> EXERCISE DIRECTIONS
Whenever a line below includes the string "const", show it.

> SUPPLIED ENTRIES
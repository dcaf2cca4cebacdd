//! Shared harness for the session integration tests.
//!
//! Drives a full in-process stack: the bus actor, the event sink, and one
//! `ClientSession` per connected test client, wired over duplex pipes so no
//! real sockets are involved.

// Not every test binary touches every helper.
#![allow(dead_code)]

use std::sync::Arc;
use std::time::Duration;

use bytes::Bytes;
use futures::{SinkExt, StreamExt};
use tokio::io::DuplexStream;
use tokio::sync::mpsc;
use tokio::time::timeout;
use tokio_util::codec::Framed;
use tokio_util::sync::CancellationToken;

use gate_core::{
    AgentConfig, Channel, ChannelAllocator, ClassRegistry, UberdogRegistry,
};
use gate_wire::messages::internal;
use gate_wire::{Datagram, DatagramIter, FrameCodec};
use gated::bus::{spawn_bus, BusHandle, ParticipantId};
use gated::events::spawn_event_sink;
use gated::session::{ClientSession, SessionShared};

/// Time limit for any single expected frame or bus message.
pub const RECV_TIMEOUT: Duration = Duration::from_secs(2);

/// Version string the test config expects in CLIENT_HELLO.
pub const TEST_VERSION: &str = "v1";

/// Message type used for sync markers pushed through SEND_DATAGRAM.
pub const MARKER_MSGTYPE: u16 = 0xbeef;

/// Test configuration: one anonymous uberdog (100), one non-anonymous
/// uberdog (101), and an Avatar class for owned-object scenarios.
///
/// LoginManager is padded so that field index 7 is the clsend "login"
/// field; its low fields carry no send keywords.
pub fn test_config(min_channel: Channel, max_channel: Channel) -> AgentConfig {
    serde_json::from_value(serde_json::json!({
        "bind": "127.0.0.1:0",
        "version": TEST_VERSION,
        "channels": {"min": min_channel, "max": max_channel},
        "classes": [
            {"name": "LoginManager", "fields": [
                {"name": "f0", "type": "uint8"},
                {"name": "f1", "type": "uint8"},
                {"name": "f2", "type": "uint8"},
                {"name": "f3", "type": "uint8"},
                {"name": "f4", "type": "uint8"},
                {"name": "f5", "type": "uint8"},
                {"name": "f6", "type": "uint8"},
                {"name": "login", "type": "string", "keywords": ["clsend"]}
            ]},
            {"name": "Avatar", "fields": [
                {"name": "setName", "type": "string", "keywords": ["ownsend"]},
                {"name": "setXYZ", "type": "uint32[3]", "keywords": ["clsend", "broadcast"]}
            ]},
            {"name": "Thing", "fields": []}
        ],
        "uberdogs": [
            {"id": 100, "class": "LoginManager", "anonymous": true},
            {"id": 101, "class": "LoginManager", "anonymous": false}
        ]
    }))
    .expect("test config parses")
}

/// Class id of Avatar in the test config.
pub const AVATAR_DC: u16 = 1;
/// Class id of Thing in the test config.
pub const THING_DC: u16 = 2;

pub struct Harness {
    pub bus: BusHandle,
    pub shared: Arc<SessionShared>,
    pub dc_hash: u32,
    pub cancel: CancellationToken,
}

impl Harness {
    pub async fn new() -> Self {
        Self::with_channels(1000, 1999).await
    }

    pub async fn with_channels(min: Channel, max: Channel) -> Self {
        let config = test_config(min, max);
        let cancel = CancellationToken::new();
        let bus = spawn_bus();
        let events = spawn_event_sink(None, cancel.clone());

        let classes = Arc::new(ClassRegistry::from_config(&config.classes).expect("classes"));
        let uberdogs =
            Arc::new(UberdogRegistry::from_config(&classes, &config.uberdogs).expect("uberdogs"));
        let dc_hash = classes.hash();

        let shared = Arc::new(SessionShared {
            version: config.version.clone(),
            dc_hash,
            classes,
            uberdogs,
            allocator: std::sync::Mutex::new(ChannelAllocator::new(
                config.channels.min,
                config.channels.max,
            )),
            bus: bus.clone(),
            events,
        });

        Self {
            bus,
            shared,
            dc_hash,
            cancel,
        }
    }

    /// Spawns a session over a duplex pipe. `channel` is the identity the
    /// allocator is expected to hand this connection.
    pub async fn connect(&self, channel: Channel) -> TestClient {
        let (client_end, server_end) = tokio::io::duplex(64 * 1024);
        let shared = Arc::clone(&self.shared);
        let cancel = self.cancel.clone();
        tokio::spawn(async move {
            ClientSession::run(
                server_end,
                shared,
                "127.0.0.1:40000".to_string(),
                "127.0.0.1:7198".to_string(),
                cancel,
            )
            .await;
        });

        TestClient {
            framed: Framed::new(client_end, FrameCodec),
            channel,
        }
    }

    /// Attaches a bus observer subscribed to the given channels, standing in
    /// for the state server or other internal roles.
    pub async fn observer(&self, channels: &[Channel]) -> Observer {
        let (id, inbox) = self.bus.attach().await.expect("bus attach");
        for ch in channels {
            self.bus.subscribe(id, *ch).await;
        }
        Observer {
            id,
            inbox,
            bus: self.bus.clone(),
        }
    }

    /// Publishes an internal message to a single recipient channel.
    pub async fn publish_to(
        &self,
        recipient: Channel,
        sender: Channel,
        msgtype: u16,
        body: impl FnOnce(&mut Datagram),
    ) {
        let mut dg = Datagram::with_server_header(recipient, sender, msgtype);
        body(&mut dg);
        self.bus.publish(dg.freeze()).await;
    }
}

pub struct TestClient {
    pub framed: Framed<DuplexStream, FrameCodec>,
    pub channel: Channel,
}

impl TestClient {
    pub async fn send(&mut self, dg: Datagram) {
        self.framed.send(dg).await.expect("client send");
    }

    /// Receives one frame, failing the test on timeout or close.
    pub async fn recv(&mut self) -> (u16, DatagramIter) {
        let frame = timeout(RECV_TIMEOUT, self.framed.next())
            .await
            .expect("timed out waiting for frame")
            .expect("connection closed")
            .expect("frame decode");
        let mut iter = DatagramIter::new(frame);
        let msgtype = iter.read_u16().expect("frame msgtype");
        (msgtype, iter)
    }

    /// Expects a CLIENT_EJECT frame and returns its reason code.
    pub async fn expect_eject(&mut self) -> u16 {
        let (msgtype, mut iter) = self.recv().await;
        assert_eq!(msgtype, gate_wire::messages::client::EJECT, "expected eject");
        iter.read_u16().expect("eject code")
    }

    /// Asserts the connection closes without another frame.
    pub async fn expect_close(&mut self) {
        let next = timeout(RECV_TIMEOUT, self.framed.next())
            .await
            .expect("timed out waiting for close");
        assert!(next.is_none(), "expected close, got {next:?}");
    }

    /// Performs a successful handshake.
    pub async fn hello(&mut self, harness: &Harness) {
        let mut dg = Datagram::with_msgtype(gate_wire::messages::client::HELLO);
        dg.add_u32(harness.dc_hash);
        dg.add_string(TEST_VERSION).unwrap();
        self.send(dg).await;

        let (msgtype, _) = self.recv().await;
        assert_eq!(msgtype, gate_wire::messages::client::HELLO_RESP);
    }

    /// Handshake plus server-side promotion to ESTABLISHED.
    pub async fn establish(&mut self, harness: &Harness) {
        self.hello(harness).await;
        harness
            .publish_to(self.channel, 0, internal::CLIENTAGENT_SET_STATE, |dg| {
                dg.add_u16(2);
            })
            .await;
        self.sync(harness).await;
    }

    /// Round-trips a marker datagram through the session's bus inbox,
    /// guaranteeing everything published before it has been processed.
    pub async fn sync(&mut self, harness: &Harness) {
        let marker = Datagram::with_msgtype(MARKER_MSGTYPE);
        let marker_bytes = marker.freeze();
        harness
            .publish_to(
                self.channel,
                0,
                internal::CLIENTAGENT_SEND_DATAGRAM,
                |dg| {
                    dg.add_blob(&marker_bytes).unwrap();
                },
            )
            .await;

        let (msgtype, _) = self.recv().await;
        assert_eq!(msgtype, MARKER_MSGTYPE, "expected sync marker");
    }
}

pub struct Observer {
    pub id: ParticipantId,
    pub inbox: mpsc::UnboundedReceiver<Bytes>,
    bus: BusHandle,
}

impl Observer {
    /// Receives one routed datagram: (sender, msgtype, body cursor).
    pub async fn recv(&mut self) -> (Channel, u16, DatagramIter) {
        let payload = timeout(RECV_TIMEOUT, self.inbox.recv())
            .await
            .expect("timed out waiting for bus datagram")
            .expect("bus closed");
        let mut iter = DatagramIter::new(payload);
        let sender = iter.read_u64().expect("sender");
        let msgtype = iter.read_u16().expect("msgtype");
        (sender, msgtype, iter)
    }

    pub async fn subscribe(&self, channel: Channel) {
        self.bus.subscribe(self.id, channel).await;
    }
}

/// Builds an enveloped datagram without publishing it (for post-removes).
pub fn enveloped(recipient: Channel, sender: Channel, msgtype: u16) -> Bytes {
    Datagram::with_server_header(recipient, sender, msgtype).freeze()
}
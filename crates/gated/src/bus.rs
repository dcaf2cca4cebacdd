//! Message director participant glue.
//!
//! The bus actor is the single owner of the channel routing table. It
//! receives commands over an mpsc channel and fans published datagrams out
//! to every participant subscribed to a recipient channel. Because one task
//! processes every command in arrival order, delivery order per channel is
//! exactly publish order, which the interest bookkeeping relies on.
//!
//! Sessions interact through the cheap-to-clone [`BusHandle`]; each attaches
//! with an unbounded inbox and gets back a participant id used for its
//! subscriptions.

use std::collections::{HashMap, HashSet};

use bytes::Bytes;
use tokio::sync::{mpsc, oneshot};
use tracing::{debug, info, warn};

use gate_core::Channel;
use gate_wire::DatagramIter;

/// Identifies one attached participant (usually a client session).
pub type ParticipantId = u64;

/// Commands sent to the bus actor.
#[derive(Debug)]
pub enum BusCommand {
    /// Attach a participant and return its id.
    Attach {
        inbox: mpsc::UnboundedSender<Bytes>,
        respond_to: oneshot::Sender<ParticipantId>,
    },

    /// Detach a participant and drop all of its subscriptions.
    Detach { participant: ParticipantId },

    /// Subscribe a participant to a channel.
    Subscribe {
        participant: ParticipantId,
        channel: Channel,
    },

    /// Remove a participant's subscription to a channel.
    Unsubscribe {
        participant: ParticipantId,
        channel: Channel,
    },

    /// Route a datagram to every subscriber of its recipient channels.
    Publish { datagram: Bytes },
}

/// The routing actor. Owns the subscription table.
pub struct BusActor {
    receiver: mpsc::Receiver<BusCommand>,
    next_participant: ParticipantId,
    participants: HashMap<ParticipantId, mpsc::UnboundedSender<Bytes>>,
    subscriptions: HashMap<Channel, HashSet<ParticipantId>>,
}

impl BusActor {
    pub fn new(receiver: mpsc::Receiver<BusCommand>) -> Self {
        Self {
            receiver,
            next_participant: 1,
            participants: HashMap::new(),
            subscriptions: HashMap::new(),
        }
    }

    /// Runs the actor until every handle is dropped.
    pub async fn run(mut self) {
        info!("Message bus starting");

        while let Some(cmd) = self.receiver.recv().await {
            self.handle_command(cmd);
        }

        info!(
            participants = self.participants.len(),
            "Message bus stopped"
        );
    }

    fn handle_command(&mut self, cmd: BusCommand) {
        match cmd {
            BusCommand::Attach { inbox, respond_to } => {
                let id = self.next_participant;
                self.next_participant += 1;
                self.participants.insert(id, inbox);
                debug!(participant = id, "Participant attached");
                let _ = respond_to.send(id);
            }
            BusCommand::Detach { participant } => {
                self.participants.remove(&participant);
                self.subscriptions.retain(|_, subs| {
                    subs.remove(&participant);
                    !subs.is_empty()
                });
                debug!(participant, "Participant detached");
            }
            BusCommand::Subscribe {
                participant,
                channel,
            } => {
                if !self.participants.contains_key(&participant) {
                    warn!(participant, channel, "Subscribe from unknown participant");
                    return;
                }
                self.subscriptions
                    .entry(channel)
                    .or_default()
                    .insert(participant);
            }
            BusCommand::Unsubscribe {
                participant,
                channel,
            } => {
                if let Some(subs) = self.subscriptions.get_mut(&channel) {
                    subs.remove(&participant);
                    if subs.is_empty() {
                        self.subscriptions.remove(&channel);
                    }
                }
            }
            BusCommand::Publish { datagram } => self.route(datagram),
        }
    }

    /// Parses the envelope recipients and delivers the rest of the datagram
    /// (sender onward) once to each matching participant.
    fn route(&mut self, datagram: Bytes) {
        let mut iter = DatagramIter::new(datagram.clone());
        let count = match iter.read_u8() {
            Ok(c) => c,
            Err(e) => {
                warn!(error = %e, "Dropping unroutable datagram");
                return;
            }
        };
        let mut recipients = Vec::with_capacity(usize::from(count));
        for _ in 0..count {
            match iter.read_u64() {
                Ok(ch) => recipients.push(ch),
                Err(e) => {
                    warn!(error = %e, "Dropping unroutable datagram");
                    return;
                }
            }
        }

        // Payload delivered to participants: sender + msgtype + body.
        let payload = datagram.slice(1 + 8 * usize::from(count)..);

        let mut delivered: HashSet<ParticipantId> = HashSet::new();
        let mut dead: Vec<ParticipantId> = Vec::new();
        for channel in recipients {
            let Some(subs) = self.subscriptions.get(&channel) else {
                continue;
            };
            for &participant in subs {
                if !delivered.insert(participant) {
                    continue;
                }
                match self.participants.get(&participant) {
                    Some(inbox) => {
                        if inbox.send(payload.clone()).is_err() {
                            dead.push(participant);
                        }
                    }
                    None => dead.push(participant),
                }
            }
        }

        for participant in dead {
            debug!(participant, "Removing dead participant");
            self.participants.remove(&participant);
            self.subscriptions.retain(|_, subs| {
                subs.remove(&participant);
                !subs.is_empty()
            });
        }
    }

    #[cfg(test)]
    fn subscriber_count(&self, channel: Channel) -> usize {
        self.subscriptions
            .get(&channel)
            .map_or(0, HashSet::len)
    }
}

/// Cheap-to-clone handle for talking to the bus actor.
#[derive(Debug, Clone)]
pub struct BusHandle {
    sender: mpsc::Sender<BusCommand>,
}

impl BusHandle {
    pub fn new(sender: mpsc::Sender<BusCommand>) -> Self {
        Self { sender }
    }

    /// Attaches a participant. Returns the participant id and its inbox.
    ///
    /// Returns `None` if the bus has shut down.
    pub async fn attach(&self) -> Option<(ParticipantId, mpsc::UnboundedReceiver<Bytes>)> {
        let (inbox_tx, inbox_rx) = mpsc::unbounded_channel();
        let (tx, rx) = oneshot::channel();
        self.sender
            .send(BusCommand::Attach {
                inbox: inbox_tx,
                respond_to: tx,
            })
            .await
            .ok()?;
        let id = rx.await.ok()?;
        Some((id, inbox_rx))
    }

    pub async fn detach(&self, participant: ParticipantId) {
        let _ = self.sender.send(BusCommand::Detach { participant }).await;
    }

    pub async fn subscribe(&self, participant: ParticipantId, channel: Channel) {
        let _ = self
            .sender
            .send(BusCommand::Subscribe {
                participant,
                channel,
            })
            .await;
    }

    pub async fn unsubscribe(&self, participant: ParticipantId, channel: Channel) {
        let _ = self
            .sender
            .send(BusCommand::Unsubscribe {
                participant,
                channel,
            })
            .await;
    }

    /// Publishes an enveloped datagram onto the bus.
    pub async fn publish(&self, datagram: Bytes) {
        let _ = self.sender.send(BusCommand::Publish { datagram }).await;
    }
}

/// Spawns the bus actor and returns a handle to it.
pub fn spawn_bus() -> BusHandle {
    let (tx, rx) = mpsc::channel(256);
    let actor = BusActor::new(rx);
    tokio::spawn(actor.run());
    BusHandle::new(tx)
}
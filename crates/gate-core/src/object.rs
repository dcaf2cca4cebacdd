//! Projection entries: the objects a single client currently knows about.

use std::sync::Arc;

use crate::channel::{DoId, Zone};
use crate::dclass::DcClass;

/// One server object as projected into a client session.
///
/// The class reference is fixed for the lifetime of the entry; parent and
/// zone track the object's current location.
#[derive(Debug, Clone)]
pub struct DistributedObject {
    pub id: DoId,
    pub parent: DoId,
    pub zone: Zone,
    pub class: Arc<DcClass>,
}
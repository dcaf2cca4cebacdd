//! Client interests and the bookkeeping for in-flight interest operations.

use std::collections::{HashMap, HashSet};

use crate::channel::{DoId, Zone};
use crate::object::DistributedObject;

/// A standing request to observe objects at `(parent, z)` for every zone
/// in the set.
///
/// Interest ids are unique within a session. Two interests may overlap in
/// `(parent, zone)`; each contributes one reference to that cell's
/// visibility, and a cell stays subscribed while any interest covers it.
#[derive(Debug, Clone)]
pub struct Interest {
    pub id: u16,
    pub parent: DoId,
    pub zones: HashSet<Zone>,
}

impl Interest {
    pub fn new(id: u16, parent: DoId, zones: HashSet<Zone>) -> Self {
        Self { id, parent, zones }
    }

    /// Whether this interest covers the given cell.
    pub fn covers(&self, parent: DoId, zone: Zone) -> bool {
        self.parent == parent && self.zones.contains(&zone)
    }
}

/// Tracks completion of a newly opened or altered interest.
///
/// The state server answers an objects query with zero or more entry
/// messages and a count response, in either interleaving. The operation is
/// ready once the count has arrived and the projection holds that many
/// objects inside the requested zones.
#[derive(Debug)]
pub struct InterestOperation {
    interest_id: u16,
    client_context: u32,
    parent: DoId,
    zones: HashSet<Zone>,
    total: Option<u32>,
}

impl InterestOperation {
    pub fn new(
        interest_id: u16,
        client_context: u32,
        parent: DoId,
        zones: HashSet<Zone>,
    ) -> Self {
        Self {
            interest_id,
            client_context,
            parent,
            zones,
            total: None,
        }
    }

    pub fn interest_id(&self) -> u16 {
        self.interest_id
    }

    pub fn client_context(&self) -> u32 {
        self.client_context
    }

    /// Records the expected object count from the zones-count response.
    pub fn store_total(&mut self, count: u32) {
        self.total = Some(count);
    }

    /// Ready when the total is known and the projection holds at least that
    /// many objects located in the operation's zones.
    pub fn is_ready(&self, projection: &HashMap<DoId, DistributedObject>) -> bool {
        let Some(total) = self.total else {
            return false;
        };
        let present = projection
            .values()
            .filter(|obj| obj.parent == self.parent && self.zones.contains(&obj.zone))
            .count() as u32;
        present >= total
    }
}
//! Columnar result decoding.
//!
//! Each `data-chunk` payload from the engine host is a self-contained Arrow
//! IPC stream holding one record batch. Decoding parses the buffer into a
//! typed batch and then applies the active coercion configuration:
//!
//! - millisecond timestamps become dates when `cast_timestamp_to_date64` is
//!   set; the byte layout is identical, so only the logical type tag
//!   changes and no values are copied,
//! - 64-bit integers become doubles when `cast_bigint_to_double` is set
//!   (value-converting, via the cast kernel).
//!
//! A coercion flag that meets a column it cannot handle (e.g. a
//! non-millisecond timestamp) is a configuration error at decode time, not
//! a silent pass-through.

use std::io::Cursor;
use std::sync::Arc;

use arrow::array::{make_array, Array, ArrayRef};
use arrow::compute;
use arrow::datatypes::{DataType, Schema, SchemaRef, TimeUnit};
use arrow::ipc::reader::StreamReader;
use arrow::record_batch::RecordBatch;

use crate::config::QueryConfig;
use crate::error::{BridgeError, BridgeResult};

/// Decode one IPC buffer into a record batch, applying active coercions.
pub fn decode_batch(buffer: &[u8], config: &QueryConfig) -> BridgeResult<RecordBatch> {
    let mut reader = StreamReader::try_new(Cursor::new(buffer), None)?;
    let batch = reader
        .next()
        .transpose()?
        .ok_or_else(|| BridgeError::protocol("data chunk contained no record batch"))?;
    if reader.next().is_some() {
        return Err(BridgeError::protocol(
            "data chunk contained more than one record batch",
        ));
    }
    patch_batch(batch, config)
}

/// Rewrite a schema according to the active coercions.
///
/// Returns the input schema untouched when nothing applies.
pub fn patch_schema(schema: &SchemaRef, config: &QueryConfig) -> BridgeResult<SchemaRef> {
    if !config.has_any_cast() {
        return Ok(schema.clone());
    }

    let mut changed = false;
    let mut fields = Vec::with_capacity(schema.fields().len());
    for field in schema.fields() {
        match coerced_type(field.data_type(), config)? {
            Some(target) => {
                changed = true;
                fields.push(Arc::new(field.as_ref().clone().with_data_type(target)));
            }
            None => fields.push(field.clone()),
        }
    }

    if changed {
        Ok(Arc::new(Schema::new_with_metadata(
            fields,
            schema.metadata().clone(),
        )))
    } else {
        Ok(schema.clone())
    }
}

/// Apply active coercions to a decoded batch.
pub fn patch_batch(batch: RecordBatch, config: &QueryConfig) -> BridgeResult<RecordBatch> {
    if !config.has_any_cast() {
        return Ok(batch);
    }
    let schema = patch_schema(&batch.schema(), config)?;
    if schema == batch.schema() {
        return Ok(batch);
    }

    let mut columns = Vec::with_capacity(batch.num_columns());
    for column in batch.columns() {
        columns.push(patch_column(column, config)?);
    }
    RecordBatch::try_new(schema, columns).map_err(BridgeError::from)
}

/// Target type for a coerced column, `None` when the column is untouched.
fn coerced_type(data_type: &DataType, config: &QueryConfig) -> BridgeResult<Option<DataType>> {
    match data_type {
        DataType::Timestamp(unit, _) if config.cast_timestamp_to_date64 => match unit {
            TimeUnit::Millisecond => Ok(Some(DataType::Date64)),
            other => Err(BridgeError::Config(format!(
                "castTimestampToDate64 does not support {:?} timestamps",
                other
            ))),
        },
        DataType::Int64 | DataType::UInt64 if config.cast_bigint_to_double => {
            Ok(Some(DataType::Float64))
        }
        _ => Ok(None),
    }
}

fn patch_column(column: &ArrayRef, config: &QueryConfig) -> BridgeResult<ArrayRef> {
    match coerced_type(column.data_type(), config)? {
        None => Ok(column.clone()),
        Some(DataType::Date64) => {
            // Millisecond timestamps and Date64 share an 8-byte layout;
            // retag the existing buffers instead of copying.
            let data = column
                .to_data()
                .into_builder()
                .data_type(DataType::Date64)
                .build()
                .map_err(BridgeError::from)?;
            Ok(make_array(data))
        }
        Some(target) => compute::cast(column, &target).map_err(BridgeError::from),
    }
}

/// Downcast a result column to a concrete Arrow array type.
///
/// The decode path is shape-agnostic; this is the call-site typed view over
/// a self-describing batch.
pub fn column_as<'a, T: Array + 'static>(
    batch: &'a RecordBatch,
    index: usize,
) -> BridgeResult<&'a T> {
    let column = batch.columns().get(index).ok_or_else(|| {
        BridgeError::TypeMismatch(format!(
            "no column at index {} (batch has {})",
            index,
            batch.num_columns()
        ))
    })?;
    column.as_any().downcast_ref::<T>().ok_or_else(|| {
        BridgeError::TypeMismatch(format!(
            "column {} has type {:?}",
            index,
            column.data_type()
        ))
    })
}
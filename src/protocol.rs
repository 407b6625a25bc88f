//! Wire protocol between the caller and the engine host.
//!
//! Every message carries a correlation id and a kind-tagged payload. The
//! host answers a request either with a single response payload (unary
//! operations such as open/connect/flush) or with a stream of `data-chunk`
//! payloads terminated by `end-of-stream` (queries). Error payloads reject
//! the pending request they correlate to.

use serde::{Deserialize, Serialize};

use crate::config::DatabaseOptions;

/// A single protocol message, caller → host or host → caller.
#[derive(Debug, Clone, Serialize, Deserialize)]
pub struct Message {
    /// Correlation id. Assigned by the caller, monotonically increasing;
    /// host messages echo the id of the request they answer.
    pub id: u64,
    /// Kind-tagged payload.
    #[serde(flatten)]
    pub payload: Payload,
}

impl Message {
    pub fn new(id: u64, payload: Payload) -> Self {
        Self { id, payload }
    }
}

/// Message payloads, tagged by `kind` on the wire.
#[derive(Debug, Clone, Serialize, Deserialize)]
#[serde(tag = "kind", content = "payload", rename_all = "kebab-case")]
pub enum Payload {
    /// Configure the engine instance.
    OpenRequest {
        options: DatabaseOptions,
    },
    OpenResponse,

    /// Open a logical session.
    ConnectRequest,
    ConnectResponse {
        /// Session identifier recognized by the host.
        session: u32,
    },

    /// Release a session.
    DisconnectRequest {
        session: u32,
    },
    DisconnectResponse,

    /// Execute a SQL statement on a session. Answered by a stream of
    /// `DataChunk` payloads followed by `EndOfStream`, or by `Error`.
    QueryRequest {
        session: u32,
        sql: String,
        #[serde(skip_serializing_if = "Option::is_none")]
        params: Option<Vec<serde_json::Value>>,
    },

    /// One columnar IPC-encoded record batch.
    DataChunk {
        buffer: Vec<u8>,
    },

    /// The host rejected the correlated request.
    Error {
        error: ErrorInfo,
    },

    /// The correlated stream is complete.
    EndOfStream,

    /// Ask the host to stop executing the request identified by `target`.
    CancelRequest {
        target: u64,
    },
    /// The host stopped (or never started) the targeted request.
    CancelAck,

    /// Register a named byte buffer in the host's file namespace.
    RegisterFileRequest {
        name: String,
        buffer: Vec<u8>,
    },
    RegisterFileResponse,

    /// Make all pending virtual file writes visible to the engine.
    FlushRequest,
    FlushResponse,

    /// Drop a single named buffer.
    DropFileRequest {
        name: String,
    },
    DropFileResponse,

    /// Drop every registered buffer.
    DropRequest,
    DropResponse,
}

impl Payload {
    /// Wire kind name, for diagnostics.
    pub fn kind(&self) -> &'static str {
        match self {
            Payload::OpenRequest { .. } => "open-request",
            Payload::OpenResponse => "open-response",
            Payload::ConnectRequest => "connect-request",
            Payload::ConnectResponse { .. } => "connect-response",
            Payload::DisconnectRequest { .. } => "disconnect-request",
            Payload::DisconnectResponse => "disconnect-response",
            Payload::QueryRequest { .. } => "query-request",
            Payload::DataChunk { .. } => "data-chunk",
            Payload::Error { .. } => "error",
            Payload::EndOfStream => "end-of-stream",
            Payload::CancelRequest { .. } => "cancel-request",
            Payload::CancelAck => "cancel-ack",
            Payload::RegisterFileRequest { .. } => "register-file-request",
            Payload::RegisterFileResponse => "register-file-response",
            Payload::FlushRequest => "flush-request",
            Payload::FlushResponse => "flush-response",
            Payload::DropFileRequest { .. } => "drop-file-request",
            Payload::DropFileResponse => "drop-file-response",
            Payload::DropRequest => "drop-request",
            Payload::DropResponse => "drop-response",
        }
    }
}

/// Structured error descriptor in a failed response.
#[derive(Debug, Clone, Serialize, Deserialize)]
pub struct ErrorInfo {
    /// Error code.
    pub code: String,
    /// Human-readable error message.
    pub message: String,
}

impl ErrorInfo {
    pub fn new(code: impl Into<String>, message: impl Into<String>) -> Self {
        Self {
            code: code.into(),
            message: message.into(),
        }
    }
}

> RESPONSE
pub const RECV_TIMEOUT: Duration = Duration::from_secs(2);
pub const TEST_VERSION: &str = "v1";
pub const MARKER_MSGTYPE: u16 = 0xbeef;
pub const AVATAR_DC: u16 = 1;
pub const THING_DC: u16 = 2;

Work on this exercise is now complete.